Overview

Micro-Particle Curcumin for the Treatment of Chronic Kidney Disease

Status:
Completed

Trial end date:
2020-05-15

Target enrollment:
0

Participant gender:
All

Summary

An investigator initiated pilot trial: two arm, double blind, placebo controlled, randomized, parallel group of approximately 750 patients with chronic kidney disease, and who have evidence of overt proteinuria, will be treated with micro-particle curcumin versus placebo over 24 weeks from start of the investigational medication date (approximately 6 months) to test whether curcumin can slow chronic kidney disease progression in patients. Three 30 mg capsules of micro-particle curcumin will be self-administered once daily in the morning to determine the the safety and efficacy of curcumin relative to placebo in reducing albuminuria and slowing the loss of eGFR.

Phase:

Phase 3

Accepts Healthy Volunteers?

Details

Lead Sponsor:

Lawson Health Research Institute

Collaborators:

Canadian Institutes of Health Research (CIHR)
The Kidney Foundation of Canada

Treatments:

Curcumin

Criteria

Inclusion Criteria:

1. eGFR between 15 and 60 ml/min/1.73 m2;

2. Albuminuria, defined by the most recent measurement within the prior 3 months showing
either: a) 24-hour urine collection with a minimum of 300 mg of protein, OR b) urinary
albumin to creatinine ratio equivalent to a daily excretion of albumin of at least 300
mg;

3. If diabetic, is able and willing to take and record glucose levels at home;

4. If receiving and ACE inhibitor or angiotension II receptor blocker (ARB), the dosage
must be stable for 2 weeks prior to screening.
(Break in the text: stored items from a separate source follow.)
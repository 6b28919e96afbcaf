//! Expose MCP server tools to the agent.

use super::client::McpClient;
use super::protocol::Tool;
use crate::agent::ToolProvider;
use crate::error::{Result, TrellisError};
use async_openai::types::{ChatCompletionTool, ChatCompletionToolType, FunctionObject};
use async_trait::async_trait;
use serde_json::{json, Value};
use tracing::warn;

/// Tool results longer than this are cut before going back to the model.
const MAX_TOOL_OUTPUT_CHARS: usize = 20_000;

/// Tools discovered from an MCP server.
pub struct McpTools<'a> {
    client: &'a McpClient,
    tools: Vec<Tool>,
}

impl<'a> McpTools<'a> {
    /// Discover the tools offered by `client`.
    pub async fn discover(client: &'a McpClient) -> Result<Self> {
        let tools = client.list_tools().await?;
        Ok(Self { client, tools })
    }

    pub fn names(&self) -> Vec<&str> {
        self.tools.iter().map(|t| t.name.as_str()).collect()
    }
}

#[async_trait]
impl ToolProvider for McpTools<'_> {
    fn definitions(&self) -> Vec<ChatCompletionTool> {
        self.tools.iter().map(to_openai_tool).collect()
    }

    async fn call(&self, name: &str, arguments: &str) -> Result<String> {
        if !self.tools.iter().any(|t| t.name == name) {
            return Err(TrellisError::Tool(format!("Unknown tool: {}", name)));
        }

        let arguments: Value = if arguments.trim().is_empty() {
            json!({})
        } else {
            serde_json::from_str(arguments)
                .map_err(|e| TrellisError::Tool(format!("Invalid tool arguments: {}", e)))?
        };

        let result = self.client.call_tool(name, arguments).await?;
        let text = truncate(&result.to_text(), MAX_TOOL_OUTPUT_CHARS);

        if result.is_error {
            warn!("MCP tool {} reported an error", name);
            return Err(TrellisError::Tool(text));
        }
        Ok(text)
    }
}

fn to_openai_tool(tool: &Tool) -> ChatCompletionTool {
    let mut parameters = match &tool.input_schema {
        Value::Object(_) => tool.input_schema.clone(),
        _ => json!({ "type": "object" }),
    };
    if let Some(obj) = parameters.as_object_mut() {
        obj.entry("properties").or_insert_with(|| json!({}));
    }

    ChatCompletionTool {
        r#type: ChatCompletionToolType::Function,
        function: FunctionObject {
            name: tool.name.clone(),
            description: tool.description.clone(),
            parameters: Some(parameters),
            strict: None,
        },
    }
}

/// Cut `s` to at most `max_chars` characters.
fn truncate(s: &str, max_chars: usize) -> String {
    match s.char_indices().nth(max_chars) {
        None => s.to_string(),
        Some((idx, _)) => format!("{}\n... [truncated]", &s[..idx]),
    }
}

#[cfg(test)]
mod tests {
    use super::*;
    use crate::mcp::client::tests::connected_client;

    #[test]
    fn test_schema_gets_properties() {
        let tool = Tool {
            name: "browser_close".to_string(),
            description: None,
            input_schema: json!({"type": "object"}),
        };
        let def = to_openai_tool(&tool);
        assert_eq!(def.function.parameters.unwrap()["properties"], json!({}));

        let tool = Tool {
            name: "odd".to_string(),
            description: Some("no schema".to_string()),
            input_schema: Value::Null,
        };
        let params = to_openai_tool(&tool).function.parameters.unwrap();
        assert_eq!(params["type"], "object");
    }

    #[test]
    fn test_truncate() {
        assert_eq!(truncate("short", 10), "short");
        assert_eq!(truncate("ééééé", 2), "éé\n... [truncated]");
    }

    #[tokio::test]
    async fn test_discover_and_call() {
        let mut client = connected_client();
        client.initialize().await.unwrap();

        let tools = McpTools::discover(&client).await.unwrap();
        assert_eq!(tools.names(), vec!["browser_navigate", "browser_snapshot"]);
        assert_eq!(tools.definitions().len(), 2);

        let output = tools
            .call("browser_navigate", r#"{"url": "https://ai.pydantic.dev"}"#)
            .await
            .unwrap();
        assert_eq!(output, "Navigated to https://ai.pydantic.dev");

        assert!(tools.call("browser_teleport", "{}").await.is_err());
        assert!(tools.call("browser_navigate", "{not json").await.is_err());
    }
}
Patients not taking and ACE or ARB must
have a documented medical contraindication (e.g. hyperkalemia, hypotension);

5. Willing and able to give written informed consent for participation and provide
consent for access to medical data according to local data protection laws and
regulations.

Exclusion Criteria:

1. Life expectancy < 1 year;

2. Known allergy to turmeric or its derivatives (ginger, curry, cumin, or cardamom);

3. Known allergy to ingredients of the study product or placebo (microcrystalline
cellulose, vegetarian capsule, vegetable grade magnesium stearate, silica;

4. Pregnant or breastfeeding;

5. Women of child-bearing potential who are not either surgically sterile or not
postmenopausal for at least 1 year;

6. Plans for transplantation during the study period;

7. Receipt of hemodialysis or peritoneal dialysis in the past 3 months;

8. Active peptic ulcer disease;

9. Hepatobiliary disease in the past 4 weeks;

10. Evidence of acute kidney injury (>50% increase in serum creatinine in the past 30
days);

11. History of significant bleeding (GI or retroperitoneal bleed requiring transfusion, or
any intracranial hemorrhage in the past 6 months);

12. Ongoing use of warfarin;

13. Ongoing treatment with cyclophosphamide, camptothecin, mechlorethamine or doxorubicin;

14. Ongoing use of anti-psychotic medication including haloperidol, aripiprazole,
risperidone, ziprasidone, pimozide, and quetiapine;

15. Previous participation in MPAC-CKD;

16. Current participation on another investigational medication trial.